60L’objectif affiché, tant par le CNSP que par la classe politique, de mettre en œuvre une « refondation » des composantes essentielles de la nation et de la vie publique rend d’autant plus étonnante l’absence de la question foncière dans les débats actuels. On entend dire que le gouvernement de transition n’a pas vocation à régler un problème aussi essentiel. Certes. Mais faut-il penser que la classe politique attend de l’application de la loi sur le domaine national, votée dans le consensus avant le coup d’État, qu’elle puisse « remettre à zéro les compteurs de l’histoire nationale » dans le domaine foncier ? Faut-il penser que le « nettoyage juridique » de la question de la nationalité ivoirienne permettrait de repartir sur le bon pied ? Peut-on penser que le dévoilement des intrigues passées vaut projet de société ?
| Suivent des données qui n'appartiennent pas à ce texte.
//! Global text styling shared by every overlay line.

use serde::{Deserialize, Serialize};
use std::fmt;
use std::str::FromStr;

/// Smallest text size the size slider allows, in pixels.
pub const MIN_TEXT_SIZE: u32 = 20;
/// Largest text size the size slider allows, in pixels.
pub const MAX_TEXT_SIZE: u32 = 120;
/// Size the template service assumes when no `size` param is sent.
pub const DEFAULT_TEXT_SIZE: u32 = 50;

/// Font families offered by the font picker.
#[derive(Debug, Clone, Copy, PartialEq, Eq, Hash, Default, Serialize, Deserialize)]
#[serde(rename_all = "lowercase")]
pub enum FontFamily {
    #[default]
    Impact,
    Arial,
    Comic,
    Times,
    Helvetica,
    Kalam,
}

impl FontFamily {
    pub fn all() -> &'static [FontFamily] {
        &[
            FontFamily::Impact,
            FontFamily::Arial,
            FontFamily::Comic,
            FontFamily::Times,
            FontFamily::Helvetica,
            FontFamily::Kalam,
        ]
    }

    /// Identifier used in API bodies and template-service query strings.
    pub fn name(&self) -> &'static str {
        match self {
            FontFamily::Impact => "impact",
            FontFamily::Arial => "arial",
            FontFamily::Comic => "comic",
            FontFamily::Times => "times",
            FontFamily::Helvetica => "helvetica",
            FontFamily::Kalam => "kalam",
        }
    }

    pub fn display_name(&self) -> &'static str {
        match self {
            FontFamily::Impact => "Impact",
            FontFamily::Arial => "Arial",
            FontFamily::Comic => "Comic Sans",
            FontFamily::Times => "Times New Roman",
            FontFamily::Helvetica => "Helvetica",
            FontFamily::Kalam => "Kalam",
        }
    }

    /// CSS font stack the browser preview should use.
    pub fn css_stack(&self) -> &'static str {
        match self {
            FontFamily::Impact => "Impact, Arial Black, sans-serif",
            FontFamily::Arial => "Arial, sans-serif",
            FontFamily::Comic => "Comic Sans MS, cursive",
            FontFamily::Times => "Times New Roman, serif",
            FontFamily::Helvetica => "Helvetica, Arial, sans-serif",
            FontFamily::Kalam => "Kalam, cursive",
        }
    }
}

impl fmt::Display for FontFamily {
    fn fmt(&self, f: &mut fmt::Formatter<'_>) -> fmt::Result {
        f.write_str(self.name())
    }
}

impl FromStr for FontFamily {
    type Err = String;

    fn from_str(s: &str) -> Result<Self, Self::Err> {
        let lower = s.trim().to_lowercase();
        FontFamily::all()
            .iter()
            .copied()
            .find(|f| f.name() == lower)
            .ok_or_else(|| format!("Unknown font '{}'", s))
    }
}

/// An opaque RGB color.
///
/// Serialized as `#rrggbb`; parsed from hex (`#rgb`, `#rrggbb`) or a CSS name.
#[derive(Debug, Clone, Copy, PartialEq, Eq, Hash)]
pub struct Color {
    pub r: u8,
    pub g: u8,
    pub b: u8,
}

impl Color {
    pub const WHITE: Color = Color::rgb(255, 255, 255);
    pub const BLACK: Color = Color::rgb(0, 0, 0);

    pub const fn rgb(r: u8, g: u8, b: u8) -> Self {
        Self { r, g, b }
    }

    pub fn to_hex(self) -> String {
        format!("#{:02x}{:02x}{:02x}", self.r, self.g, self.b)
    }

    fn named(name: &str) -> Option<Color> {
        let c = match name {
            "white" => Color::WHITE,
            "black" => Color::BLACK,
            "red" => Color::rgb(255, 0, 0),
            "green" => Color::rgb(0, 128, 0),
            "lime" => Color::rgb(0, 255, 0),
            "blue" => Color::rgb(0, 0, 255),
            "yellow" => Color::rgb(255, 255, 0),
            "orange" => Color::rgb(255, 165, 0),
            "purple" => Color::rgb(128, 0, 128),
            "pink" => Color::rgb(255, 192, 203),
            "cyan" => Color::rgb(0, 255, 255),
            "magenta" => Color::rgb(255, 0, 255),
            "gold" => Color::rgb(255, 215, 0),
            "gray" | "grey" => Color::rgb(128, 128, 128),
            _ => return None,
        };
        Some(c)
    }
}

impl FromStr for Color {
    type Err = String;

    fn from_str(s: &str) -> Result<Self, Self::Err> {
        let s = s.trim().to_lowercase();
        if let Some(hex) = s.strip_prefix('#') {
            if !hex.is_ascii() {
                return Err(format!("Invalid color '#{}'", hex));
            }
            let parse = |h: &str| u8::from_str_radix(h, 16).map_err(|_| format!("Invalid color '#{}'", hex));
            return match hex.len() {
                3 => {
                    let expand = |i: usize| parse(&hex[i..i + 1].repeat(2));
                    Ok(Color::rgb(expand(0)?, expand(1)?, expand(2)?))
                }
                6 => Ok(Color::rgb(parse(&hex[0..2])?, parse(&hex[2..4])?, parse(&hex[4..6])?)),
                _ => Err(format!("Invalid color '#{}'", hex)),
            };
        }
        Color::named(&s).ok_or_else(|| format!("Unknown color '{}'", s))
    }
}

impl Serialize for Color {
    fn serialize<S: serde::Serializer>(&self, serializer: S) -> Result<S::Ok, S::Error> {
        serializer.serialize_str(&self.to_hex())
    }
}

impl<'de> Deserialize<'de> for Color {
    fn deserialize<D: serde::Deserializer<'de>>(deserializer: D) -> Result<Self, D::Error> {
        let s = String::deserialize(deserializer)?;
        s.parse().map_err(serde::de::Error::custom)
    }
}

/// Rendering parameters applied to all lines.
#[derive(Debug, Clone, Copy, PartialEq, Serialize, Deserialize)]
pub struct StyleSettings {
    pub font: FontFamily,
    pub fill: Color,
    pub outline: Color,
    pub size: u32,
}

impl Default for StyleSettings {
    fn default() -> Self {
        Self {
            font: FontFamily::Impact,
            fill: Color::WHITE,
            outline: Color::BLACK,
            size: DEFAULT_TEXT_SIZE,
        }
    }
}

impl StyleSettings {
    /// Set the text size, clamped to the slider bounds.
    pub fn set_size(&mut self, size: u32) {
        self.size = size.clamp(MIN_TEXT_SIZE, MAX_TEXT_SIZE);
    }
}

/// Partial style change; absent fields keep their current value.
#[derive(Debug, Clone, Default, Deserialize)]
pub struct StyleUpdate {
    pub font: Option<FontFamily>,
    pub fill: Option<Color>,
    pub outline: Option<Color>,
    pub size: Option<u32>,
}

impl StyleSettings {
    pub fn apply(&mut self, update: &StyleUpdate) {
        if let Some(font) = update.font {
            self.font = font;
        }
        if let Some(fill) = update.fill {
            self.fill = fill;
        }
        if let Some(outline) = update.outline {
            self.outline = outline;
        }
        if let Some(size) = update.size {
            self.set_size(size);
        }
    }
}

#[cfg(test)]
mod tests {
    use super::*;

    #[test]
    fn test_parse_hex_colors() {
        assert_eq!("#ff0000".parse::<Color>().unwrap(), Color::rgb(255, 0, 0));
        assert_eq!("#0f0".parse::<Color>().unwrap(), Color::rgb(0, 255, 0));
        assert!("#12345".parse::<Color>().is_err());
        assert!("#gggggg".parse::<Color>().is_err());
    }

    #[test]
    fn test_parse_named_colors() {
        assert_eq!("White".parse::<Color>().unwrap(), Color::WHITE);
        assert_eq!(" black ".parse::<Color>().unwrap(), Color::BLACK);
        assert!("chartreuse-ish".parse::<Color>().is_err());
    }

    #[test]
    fn test_color_serde_hex() {
        let json = serde_json::to_string(&Color::rgb(255, 215, 0)).unwrap();
        assert_eq!(json, "\"#ffd700\"");
        let back: Color = serde_json::from_str("\"gold\"").unwrap();
        assert_eq!(back, Color::rgb(255, 215, 0));
    }

    #[test]
    fn test_size_is_clamped() {
        let mut style = StyleSettings::default();
        style.set_size(5);
        assert_eq!(style.size, MIN_TEXT_SIZE);
        style.set_size(500);
        assert_eq!(style.size, MAX_TEXT_SIZE);
        style.set_size(64);
        assert_eq!(style.size, 64);
    }

    #[test]
    fn test_font_family_roundtrip_names() {
        for font in FontFamily::all() {
            assert_eq!(font.name().parse::<FontFamily>().unwrap(), *font);
        }
        assert!("wingdings".parse::<FontFamily>().is_err());
    }

    #[test]
    fn test_apply_partial_update() {
        let mut style = StyleSettings::default();
        style.apply(&StyleUpdate {
            font: Some(FontFamily::Times),
            size: Some(1000),
            ..Default::default()
        });
        assert_eq!(style.font, FontFamily::Times);
        assert_eq!(style.size, MAX_TEXT_SIZE);
        assert_eq!(style.fill, Color::WHITE);
    }
}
61L’avenir ne peut s’affranchir aussi facilement des intrigues [52] et des dynamiques institutionnelles passées. Le risque serait de présumer de la capacité des lois à reconfigurer la société dans un domaine, le domaine foncier, aussi intimement lié à l’histoire du pays, laissant aux dirigeants qui seront désignés après la période de transition une situation encore plus délicate que celle qui prévalait avant le coup d’État [53]. Ce risque est d’autant plus fort que le combat politique, à nouveau focalisé sur la question de l’identité nationale et sur les conditions d’éligibilité du Président, donne lieu à des dérives incontestablement xénophobes de la part d’un parti, le FPI, qui les avait dénoncées avant le coup d’État. Certains éléments qui se dégagent des débats et des pratiques politiques actuelles semblent ainsi aller dans le sens du renforcement des facteurs d’instabilité antérieurs ; notamment par la « retraditionalisation », à des fins politiques, des autorités foncières locales et par le contexte d’austérité économique, propice à la recomposition désordonnée des rapports de forces et au renforcement de la précédente gestion clientéliste de l’accès aux ressources foncières.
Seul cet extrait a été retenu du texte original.